EXERCISE AIM → Check each line of the listing for the string "RhythmKey", count the lines that have it, and answer with that number only.

INFORMATION GIVEN →
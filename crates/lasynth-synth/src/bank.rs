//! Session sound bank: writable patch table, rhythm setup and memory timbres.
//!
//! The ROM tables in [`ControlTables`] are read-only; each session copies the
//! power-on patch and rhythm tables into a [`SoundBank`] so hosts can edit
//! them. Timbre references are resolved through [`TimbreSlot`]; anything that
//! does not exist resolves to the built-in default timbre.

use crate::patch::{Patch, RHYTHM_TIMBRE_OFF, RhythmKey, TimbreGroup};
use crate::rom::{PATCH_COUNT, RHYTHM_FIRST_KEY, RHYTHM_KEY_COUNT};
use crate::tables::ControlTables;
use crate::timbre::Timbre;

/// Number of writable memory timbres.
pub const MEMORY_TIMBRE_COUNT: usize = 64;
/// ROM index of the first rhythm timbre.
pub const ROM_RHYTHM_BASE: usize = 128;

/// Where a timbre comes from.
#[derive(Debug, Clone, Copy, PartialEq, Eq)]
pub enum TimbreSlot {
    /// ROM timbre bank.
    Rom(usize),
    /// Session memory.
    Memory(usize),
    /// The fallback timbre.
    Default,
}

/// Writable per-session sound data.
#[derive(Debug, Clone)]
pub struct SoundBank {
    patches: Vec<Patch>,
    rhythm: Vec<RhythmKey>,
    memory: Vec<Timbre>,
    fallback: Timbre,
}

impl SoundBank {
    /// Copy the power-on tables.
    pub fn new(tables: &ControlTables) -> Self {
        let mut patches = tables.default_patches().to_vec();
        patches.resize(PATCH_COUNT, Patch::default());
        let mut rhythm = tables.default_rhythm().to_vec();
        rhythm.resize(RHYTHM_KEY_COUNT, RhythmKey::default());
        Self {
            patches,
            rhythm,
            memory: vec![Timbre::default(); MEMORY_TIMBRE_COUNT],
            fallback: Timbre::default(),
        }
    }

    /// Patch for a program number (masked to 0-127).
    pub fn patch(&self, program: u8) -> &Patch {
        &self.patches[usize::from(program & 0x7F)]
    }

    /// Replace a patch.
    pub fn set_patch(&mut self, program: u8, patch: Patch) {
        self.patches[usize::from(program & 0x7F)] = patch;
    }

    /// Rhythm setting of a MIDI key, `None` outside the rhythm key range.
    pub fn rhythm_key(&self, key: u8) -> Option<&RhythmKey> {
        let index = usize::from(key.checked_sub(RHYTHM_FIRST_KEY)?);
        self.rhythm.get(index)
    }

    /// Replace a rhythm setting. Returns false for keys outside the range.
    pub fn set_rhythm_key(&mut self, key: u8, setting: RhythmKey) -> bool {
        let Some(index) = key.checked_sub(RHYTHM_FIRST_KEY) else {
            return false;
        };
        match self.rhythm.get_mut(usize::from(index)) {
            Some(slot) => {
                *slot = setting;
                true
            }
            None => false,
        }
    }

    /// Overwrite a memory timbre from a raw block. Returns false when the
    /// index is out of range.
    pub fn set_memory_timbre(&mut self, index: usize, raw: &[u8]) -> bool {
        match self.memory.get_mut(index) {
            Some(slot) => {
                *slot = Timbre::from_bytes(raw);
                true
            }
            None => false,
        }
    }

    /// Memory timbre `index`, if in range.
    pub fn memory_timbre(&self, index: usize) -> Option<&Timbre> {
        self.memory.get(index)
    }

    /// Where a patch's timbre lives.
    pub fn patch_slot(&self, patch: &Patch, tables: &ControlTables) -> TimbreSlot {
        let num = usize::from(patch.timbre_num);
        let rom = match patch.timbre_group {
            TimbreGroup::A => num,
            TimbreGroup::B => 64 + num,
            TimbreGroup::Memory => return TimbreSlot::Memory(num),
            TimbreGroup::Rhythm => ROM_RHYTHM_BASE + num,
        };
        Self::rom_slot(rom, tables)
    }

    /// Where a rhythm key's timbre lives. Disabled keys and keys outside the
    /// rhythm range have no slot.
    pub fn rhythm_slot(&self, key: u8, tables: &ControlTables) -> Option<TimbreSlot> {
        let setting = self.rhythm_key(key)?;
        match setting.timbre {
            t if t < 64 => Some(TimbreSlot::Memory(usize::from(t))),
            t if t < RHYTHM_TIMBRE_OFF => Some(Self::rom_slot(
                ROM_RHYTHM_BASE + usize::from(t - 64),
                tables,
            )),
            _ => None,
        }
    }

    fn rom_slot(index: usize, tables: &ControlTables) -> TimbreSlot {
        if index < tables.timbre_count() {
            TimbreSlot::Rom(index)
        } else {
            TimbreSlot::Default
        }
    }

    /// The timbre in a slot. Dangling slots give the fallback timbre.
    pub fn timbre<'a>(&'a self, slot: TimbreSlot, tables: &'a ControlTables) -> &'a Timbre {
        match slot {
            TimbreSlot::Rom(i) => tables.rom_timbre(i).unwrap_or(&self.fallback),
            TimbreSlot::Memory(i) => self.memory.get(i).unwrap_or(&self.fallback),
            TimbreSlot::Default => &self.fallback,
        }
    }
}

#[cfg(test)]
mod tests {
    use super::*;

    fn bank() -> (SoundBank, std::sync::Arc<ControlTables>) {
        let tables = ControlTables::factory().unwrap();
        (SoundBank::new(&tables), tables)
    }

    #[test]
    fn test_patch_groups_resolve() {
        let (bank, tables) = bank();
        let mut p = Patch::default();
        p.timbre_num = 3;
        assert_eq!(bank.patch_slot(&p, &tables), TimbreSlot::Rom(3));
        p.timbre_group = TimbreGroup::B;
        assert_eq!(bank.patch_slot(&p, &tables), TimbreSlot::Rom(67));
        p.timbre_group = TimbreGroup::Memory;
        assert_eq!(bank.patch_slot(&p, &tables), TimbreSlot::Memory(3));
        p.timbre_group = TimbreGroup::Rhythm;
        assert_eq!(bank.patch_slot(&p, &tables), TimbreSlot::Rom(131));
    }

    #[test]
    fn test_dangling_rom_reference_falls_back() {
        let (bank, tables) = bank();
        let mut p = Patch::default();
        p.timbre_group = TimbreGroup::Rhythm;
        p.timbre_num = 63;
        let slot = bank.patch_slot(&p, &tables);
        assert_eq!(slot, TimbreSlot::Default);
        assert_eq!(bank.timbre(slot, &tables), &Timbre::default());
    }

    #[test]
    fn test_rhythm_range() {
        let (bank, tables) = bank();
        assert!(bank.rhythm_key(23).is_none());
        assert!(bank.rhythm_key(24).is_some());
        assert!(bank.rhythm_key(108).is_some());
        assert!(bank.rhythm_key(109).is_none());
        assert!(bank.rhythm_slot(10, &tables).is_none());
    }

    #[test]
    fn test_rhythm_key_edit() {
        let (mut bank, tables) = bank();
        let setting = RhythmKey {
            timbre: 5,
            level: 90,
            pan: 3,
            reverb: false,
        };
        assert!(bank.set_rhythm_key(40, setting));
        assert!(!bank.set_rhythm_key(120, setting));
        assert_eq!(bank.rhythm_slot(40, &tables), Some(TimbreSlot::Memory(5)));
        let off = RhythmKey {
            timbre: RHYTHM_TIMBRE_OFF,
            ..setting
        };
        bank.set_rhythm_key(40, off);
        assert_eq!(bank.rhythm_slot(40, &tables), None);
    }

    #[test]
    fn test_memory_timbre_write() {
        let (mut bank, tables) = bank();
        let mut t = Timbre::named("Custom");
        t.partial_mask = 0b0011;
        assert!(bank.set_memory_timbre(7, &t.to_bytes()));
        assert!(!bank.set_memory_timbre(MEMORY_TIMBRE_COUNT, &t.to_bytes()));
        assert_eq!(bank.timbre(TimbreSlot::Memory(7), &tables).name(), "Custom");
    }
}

YOUR RESPONSE → 7